[Collected data]
===

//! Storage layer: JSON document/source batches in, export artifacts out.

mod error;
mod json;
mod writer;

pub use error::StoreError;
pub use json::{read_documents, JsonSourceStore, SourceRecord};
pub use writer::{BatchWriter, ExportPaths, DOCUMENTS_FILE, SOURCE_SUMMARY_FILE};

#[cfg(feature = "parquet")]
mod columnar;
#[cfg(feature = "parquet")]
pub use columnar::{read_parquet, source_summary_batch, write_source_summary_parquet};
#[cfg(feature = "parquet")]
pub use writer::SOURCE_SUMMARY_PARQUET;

===

◆ REQUIRED ACTION
If a line in the records above has the word "columnar", copy it out.

◆ TASK RESPONSE
mod columnar;
pub use columnar::{read_parquet, source_summary_batch, write_source_summary_parquet};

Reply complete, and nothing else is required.